Recorded information
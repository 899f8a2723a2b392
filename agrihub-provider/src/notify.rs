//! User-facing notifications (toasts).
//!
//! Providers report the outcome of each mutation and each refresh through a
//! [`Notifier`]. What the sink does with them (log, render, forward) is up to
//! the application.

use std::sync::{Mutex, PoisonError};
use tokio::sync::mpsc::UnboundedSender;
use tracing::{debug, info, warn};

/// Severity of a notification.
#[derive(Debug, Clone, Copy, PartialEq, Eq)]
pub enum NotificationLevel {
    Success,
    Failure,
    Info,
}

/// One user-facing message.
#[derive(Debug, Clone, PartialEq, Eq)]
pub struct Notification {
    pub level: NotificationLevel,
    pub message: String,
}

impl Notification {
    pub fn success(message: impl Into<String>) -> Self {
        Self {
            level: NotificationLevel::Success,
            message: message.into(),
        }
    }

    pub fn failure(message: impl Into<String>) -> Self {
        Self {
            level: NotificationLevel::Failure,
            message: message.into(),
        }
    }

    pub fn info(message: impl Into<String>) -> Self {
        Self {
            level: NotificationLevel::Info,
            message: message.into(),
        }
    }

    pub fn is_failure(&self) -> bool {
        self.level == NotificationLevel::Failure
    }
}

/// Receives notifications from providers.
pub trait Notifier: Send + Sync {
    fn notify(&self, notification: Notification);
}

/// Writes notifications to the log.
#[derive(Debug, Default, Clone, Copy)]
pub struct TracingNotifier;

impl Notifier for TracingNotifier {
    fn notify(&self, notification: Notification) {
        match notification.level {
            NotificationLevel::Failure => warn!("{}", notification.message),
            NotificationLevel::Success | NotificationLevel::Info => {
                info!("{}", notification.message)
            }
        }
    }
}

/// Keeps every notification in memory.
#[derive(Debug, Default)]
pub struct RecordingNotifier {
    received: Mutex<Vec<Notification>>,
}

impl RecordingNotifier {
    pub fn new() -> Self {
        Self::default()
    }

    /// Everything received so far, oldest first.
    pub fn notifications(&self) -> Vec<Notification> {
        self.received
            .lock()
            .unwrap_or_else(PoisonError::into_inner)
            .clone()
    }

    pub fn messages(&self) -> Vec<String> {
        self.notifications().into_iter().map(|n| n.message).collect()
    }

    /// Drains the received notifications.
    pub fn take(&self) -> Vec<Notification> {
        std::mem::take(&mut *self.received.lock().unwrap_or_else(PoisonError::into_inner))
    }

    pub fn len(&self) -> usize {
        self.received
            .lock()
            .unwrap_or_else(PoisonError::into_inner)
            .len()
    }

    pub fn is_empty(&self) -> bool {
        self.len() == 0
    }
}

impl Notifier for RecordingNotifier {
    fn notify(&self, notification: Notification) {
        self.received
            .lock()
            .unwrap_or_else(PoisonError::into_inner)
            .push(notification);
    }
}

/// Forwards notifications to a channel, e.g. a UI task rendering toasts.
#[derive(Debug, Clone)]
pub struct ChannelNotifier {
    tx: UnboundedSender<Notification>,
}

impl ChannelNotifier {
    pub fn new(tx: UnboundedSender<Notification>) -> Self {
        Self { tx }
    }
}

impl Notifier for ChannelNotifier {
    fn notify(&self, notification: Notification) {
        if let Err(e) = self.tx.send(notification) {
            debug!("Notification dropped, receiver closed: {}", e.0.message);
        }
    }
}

...

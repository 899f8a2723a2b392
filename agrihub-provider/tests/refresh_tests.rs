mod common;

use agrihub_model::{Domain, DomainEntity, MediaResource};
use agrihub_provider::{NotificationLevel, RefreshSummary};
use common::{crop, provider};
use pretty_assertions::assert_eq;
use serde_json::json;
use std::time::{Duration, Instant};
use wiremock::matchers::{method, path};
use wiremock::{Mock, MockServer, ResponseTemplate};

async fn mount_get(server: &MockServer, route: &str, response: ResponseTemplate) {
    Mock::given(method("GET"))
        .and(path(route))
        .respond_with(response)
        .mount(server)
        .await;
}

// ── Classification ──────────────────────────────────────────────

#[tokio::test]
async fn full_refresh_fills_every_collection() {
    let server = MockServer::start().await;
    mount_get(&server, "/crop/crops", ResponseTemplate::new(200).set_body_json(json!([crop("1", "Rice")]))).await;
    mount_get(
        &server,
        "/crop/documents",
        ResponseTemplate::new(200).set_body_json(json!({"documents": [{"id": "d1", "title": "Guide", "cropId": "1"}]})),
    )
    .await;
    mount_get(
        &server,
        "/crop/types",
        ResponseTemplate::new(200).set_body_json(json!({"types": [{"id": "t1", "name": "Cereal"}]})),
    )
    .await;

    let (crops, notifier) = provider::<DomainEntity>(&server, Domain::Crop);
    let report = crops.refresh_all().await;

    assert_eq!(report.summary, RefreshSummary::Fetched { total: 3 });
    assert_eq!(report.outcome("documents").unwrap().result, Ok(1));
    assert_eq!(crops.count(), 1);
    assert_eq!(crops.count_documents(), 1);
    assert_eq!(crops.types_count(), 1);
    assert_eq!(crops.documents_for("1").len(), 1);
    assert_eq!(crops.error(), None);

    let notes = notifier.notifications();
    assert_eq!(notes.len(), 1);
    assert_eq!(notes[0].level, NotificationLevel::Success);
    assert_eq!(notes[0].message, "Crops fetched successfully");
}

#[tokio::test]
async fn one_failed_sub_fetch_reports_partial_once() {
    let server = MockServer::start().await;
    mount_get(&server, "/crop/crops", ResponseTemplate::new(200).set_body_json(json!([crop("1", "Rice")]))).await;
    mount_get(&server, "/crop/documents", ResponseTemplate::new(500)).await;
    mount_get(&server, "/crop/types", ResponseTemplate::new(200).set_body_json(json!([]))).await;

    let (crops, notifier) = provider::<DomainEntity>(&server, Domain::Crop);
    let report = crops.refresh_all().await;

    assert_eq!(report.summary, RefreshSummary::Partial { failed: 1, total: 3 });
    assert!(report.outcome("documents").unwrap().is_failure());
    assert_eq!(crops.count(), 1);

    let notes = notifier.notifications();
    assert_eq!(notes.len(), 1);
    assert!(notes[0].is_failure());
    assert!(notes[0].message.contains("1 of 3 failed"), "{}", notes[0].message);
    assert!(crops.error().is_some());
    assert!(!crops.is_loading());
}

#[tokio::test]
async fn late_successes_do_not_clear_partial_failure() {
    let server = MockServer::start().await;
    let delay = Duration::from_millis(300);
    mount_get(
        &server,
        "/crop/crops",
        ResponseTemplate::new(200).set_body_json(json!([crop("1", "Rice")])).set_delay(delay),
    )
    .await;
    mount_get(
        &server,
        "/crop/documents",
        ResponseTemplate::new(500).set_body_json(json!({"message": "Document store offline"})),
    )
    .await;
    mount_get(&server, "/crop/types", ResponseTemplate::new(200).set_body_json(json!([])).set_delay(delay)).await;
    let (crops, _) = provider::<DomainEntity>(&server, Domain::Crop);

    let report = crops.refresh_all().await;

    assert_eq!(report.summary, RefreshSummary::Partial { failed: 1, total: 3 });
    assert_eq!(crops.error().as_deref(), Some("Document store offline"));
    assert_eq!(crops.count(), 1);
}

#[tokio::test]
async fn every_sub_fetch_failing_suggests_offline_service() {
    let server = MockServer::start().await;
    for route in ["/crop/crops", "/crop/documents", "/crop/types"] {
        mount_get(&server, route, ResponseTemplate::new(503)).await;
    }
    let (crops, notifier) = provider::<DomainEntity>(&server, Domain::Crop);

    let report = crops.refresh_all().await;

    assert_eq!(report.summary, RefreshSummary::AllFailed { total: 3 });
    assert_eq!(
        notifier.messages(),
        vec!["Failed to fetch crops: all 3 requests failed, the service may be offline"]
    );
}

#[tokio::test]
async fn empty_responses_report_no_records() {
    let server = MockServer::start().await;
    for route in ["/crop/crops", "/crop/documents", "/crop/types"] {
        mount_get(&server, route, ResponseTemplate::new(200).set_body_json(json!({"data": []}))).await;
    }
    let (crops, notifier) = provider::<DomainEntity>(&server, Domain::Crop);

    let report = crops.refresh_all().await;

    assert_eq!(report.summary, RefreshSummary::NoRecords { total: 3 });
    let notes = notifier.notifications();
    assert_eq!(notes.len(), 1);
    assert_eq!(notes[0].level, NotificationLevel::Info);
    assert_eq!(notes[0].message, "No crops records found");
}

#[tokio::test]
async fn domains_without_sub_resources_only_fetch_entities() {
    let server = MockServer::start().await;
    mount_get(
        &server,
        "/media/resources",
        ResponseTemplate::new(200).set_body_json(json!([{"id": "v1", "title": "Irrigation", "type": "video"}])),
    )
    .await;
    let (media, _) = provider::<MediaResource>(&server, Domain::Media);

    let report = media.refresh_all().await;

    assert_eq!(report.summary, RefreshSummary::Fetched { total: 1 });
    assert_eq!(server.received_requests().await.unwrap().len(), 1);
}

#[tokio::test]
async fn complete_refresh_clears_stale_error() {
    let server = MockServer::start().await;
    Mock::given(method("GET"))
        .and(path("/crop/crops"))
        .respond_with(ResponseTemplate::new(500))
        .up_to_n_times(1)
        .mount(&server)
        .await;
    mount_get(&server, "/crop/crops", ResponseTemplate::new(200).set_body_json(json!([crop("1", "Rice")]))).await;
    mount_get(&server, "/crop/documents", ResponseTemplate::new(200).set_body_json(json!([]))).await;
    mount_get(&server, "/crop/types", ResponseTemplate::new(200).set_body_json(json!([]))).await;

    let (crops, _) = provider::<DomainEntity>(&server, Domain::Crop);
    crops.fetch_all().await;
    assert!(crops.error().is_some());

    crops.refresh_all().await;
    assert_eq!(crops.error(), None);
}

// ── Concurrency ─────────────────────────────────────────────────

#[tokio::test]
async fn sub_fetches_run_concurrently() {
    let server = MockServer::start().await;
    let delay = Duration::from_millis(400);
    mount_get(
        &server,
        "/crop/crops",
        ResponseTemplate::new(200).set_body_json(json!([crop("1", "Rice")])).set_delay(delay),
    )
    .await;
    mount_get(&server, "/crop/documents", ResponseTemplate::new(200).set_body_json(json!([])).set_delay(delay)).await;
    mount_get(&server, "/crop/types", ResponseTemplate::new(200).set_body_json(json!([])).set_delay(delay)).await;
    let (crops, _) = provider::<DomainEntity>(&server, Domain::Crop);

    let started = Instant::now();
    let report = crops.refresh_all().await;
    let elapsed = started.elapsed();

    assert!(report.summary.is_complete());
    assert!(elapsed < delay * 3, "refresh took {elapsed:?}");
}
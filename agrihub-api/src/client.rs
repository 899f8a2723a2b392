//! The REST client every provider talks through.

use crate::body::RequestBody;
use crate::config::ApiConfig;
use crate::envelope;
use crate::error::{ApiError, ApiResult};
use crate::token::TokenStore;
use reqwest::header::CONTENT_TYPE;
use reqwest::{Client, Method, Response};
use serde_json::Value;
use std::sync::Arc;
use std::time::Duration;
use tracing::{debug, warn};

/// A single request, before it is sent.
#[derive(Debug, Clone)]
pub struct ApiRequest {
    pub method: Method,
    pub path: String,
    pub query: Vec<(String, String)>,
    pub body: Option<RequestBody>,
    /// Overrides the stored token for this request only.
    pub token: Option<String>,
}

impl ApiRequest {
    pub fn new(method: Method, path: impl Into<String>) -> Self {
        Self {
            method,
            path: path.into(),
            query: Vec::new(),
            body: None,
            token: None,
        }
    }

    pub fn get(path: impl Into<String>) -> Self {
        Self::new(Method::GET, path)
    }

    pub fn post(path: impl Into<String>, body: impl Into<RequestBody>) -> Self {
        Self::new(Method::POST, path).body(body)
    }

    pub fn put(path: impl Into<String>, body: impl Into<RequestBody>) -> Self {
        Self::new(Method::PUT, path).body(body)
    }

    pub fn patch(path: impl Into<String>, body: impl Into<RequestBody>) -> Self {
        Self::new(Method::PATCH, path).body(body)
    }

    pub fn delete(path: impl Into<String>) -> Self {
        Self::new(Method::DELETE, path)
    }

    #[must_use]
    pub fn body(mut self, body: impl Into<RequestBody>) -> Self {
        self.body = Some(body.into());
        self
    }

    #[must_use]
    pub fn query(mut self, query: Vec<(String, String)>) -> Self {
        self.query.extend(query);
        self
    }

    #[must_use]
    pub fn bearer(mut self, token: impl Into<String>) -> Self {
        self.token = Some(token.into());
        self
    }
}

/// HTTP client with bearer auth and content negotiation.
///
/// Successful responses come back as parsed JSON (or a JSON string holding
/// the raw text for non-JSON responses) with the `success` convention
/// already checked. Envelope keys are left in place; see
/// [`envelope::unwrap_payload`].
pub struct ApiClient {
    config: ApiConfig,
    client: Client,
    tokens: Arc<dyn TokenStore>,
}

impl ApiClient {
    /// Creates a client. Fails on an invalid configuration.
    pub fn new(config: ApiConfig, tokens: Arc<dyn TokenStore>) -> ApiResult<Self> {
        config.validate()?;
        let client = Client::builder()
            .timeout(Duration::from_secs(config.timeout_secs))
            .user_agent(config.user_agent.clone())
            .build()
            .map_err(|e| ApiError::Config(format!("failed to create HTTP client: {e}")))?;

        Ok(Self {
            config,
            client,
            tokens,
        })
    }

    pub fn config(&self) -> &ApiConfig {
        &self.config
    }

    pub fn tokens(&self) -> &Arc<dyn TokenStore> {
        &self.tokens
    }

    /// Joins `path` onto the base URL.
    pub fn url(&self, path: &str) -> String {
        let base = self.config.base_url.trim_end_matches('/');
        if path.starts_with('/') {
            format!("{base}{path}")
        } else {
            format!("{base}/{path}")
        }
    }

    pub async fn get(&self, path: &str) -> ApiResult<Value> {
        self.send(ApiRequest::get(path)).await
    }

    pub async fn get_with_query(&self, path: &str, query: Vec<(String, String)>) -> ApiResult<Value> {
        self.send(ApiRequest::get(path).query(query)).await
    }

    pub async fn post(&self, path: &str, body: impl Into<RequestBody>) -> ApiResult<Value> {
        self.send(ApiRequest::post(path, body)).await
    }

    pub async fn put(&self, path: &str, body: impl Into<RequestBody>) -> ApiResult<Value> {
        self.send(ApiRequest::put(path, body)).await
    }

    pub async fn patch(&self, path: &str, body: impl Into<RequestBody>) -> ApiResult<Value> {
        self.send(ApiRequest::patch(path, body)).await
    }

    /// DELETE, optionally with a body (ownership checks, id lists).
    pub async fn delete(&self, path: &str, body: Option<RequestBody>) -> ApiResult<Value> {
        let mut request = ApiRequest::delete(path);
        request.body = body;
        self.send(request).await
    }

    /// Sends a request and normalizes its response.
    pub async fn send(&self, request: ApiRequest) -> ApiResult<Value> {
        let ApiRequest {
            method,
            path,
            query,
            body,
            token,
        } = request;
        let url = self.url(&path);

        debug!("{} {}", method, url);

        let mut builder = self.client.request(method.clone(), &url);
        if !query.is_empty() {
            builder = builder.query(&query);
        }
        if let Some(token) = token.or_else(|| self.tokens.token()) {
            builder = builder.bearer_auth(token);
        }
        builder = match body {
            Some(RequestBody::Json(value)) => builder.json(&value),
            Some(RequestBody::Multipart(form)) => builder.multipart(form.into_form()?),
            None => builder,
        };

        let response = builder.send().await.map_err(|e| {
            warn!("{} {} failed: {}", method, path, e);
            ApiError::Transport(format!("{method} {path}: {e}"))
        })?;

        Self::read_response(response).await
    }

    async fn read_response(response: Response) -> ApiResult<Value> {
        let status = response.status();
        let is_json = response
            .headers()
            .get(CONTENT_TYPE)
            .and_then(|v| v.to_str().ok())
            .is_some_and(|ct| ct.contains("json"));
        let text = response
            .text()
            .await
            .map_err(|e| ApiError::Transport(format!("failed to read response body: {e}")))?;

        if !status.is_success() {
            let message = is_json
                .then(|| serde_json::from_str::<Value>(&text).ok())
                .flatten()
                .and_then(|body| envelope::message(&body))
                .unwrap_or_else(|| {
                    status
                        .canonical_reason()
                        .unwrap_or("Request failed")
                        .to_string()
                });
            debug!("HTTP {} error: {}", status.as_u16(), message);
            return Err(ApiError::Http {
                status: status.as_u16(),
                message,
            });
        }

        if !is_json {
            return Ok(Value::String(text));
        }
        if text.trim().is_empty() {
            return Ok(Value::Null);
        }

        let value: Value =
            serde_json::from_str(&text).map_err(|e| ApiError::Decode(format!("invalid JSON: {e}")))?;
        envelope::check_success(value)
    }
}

Exercise aim
Pull out all lines from the entries above in which the word "MediaResource" appears.

Output for this exercise
use agrihub_model::{Domain, DomainEntity, MediaResource};
    let (media, _) = provider::<MediaResource>(&server, Domain::Media);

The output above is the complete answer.